Faculty to train foreign service staff in Balkans
BOWLING GREEN, OH -- By this time next week, six BGSU faculty members will be in Croatia, helping train U.S. foreign service officers from a number of countries in the region to be better communicators. They will be the first faculty members from a U.S. university to take part in the Academic Collaborative Initiative for Mission Public Information Officers, created by the United States Agency for International Development (USAID).

The team, led by Catherine Cassara, journalism, will be in Croatia from May 1-15. They were recruited by BGSU alumnus Brock Bierman, who works in the USAID Bureau for Europe and Eurasia, where he is chief of staff to assistant administrator Kent Hill. In return for their participation, the bureau is paying for their travel and living expenses while in Zagreb and Opatija.

"We look at this as very crucial training," Bierman said. "We're both building relationships and teaching people to communicate." Many of the participants are foreign service nationals, who are often those who go on to become leaders in their own countries, he added, and USAID is eager to help them develop their skills.

"Our goal is to provide additional training and technical assistance to our foreign service officers and foreign service nationals in the field, in this case to teach them to be public information officers," Bierman said. "I sincerely believe this is going to be a training unlike any other that has been sponsored by our bureau, or, for that matter, the agency. . . . We are optimistic that through the small-group, actual classroom situation, there will be a significant, measurable improvement in the journalism and speech-writing skills of the participants."

The six faculty have developed and will pilot the ambitious program, which was conceived by Bierman in response to requests for assistance from foreign service officers themselves. Teaching the approximately 25 participants will be Cassara, Nancy Brendlinger and Dennis Hale, all from journalism; Charles Hoy, telecommunications, and John Warren and Laura Lengel, both interpersonal communication.

The BGSU team has been working since February to design the two-week, intensive training program, based on a survey of the group's needs.

The curriculum will be taught in small-group settings. Participants will spend the mornings and afternoons in hands-on sessions with their BGSU faculty leaders, including trips to USAID projects in the region. At night, participants will complete homework assignments.

The workshop topics will include basic journalistic writing skills, fundamentals of public relations, writing effective speeches, and event planning. Technology training will feature basic video, instruction in the rudiments of desktop publishing, an introduction to photojournalism and digital photography processing, developing effective Web pages, and computer-mediated communication across national boundaries.

Because the training is so intensive, BGSU and USAID are discussing the possibility of the participants' receiving transferable graduate credit for the workshop.

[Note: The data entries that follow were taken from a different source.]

//! Extraction of snapshot metadata from raw MHTML bytes.

use std::sync::LazyLock;

use regex::Regex;

use crate::store::{SNAPSHOT_EXT, Source};

// Browsers record the captured page's URL in the top-level
// `Snapshot-Content-Location` header; individual MIME parts carry their own
// `Content-Location`, which may be a cid: reference rather than a page URL.
static SNAPSHOT_LOCATION: LazyLock<Regex> = LazyLock::new(|| {
    Regex::new(r"(?mi)^Snapshot-Content-Location:[ \t]*(\S+)")
        .expect("snapshot location pattern compiles")
});

static CONTENT_LOCATION: LazyLock<Regex> = LazyLock::new(|| {
    Regex::new(r"(?mi)^Content-Location:[ \t]*(\S+)").expect("content location pattern compiles")
});

static SUBJECT: LazyLock<Regex> =
    LazyLock::new(|| Regex::new(r"(?mi)^Subject:[ \t]*(.+?)[ \t]*\r?$").expect("subject pattern compiles"));

/// Public site roots backing each snapshot collection; used only when a
/// snapshot carries no location header.
const QAST_SITE_BASE: &str = "https://qast.example.org/questions";
const STOCK_SITE_BASE: &str = "https://stock.example.org/reports";

/// Best-effort original URL of an archived snapshot.
///
/// Prefers the snapshot-level location header, then the first part-level
/// `Content-Location` carrying an http(s) URL. Absence is a normal outcome,
/// not an error.
pub fn extract_source_url(payload: &[u8]) -> Option<String> {
    let text = String::from_utf8_lossy(payload);

    if let Some(captures) = SNAPSHOT_LOCATION.captures(&text) {
        return Some(captures[1].trim().to_string());
    }

    for captures in CONTENT_LOCATION.captures_iter(&text) {
        let candidate = captures[1].trim();
        if candidate.starts_with("http://") || candidate.starts_with("https://") {
            return Some(candidate.to_string());
        }
    }

    None
}

/// Page title recorded in the MIME `Subject` header, when present.
pub fn extract_title(payload: &[u8]) -> Option<String> {
    let text = String::from_utf8_lossy(payload);
    SUBJECT
        .captures(&text)
        .map(|captures| captures[1].to_string())
}

/// Derive a plausible source URL from the object name when the snapshot
/// carries no location header. Each collection archives one site with a
/// stable path scheme, so the object stem doubles as the page slug.
pub fn fallback_source_url(source: Source, object_name: &str) -> String {
    let stem = object_name
        .rsplit('/')
        .next()
        .unwrap_or(object_name)
        .trim_end_matches(SNAPSHOT_EXT);
    match source {
        Source::Qast => format!("{QAST_SITE_BASE}/{stem}"),
        Source::Stock => format!("{STOCK_SITE_BASE}/{stem}"),
    }
}

#[cfg(test)]
mod tests {
    use super::*;

    const SNAPSHOT: &[u8] = b"From: <Saved by Blink>\r\n\
Snapshot-Content-Location: https://example.com/articles/42\r\n\
Subject: Answer to everything\r\n\
MIME-Version: 1.0\r\n\
Content-Type: multipart/related; boundary=\"----MultipartBoundary--x\"\r\n\
\r\n\
------MultipartBoundary--x\r\n\
Content-Type: text/html\r\n\
Content-Location: https://example.com/articles/42\r\n\
\r\n\
<html><body>42</body></html>\r\n";

    #[test]
    fn prefers_snapshot_location_header() {
        assert_eq!(
            extract_source_url(SNAPSHOT).as_deref(),
            Some("https://example.com/articles/42")
        );
    }

    #[test]
    fn falls_back_to_part_content_location() {
        let payload = b"MIME-Version: 1.0\r\n\
Content-Type: multipart/related; boundary=\"b\"\r\n\
\r\n\
--b\r\n\
Content-Location: cid:css-1234\r\n\
\r\n\
--b\r\n\
Content-Location: https://example.com/p/7\r\n\
\r\n";
        assert_eq!(
            extract_source_url(payload).as_deref(),
            Some("https://example.com/p/7")
        );
    }

    #[test]
    fn absence_of_location_headers_is_not_an_error() {
        assert_eq!(extract_source_url(b"plain bytes, no headers"), None);
    }

    #[test]
    fn extraction_is_idempotent() {
        assert_eq!(extract_source_url(SNAPSHOT), extract_source_url(SNAPSHOT));
        assert_eq!(extract_title(SNAPSHOT), extract_title(SNAPSHOT));
    }

    #[test]
    fn title_comes_from_the_subject_header() {
        assert_eq!(
            extract_title(SNAPSHOT).as_deref(),
            Some("Answer to everything")
        );
    }

    #[test]
    fn fallback_uses_the_object_stem() {
        assert_eq!(
            fallback_source_url(Source::Qast, "how-to-tie-knots.mhtml"),
            "https://qast.example.org/questions/how-to-tie-knots"
        );
        assert_eq!(
            fallback_source_url(Source::Stock, "archive/acme-q3.mhtml"),
            "https://stock.example.org/reports/acme-q3"
        );
    }
}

BGSU's faculty are an especially good fit for the role because several of them already have expertise in the geographic region, Bierman pointed out. For example, Brendlinger has taught journalism skills in Slovakia as a Fulbright Scholar. Cassara's bachelor's degree is in Russian studies, and she has researched and written about such topics as how the media can examine the ways in which political and governmental systems change, and the media in post-Soviet states. And Lengel has published a book on communication technology in post-Soviet nations and developed a course for the Fulbright International Summer Institute in Bulgaria.

When they return, all six will receive Presidential Service Awards, to be presented by Bierman.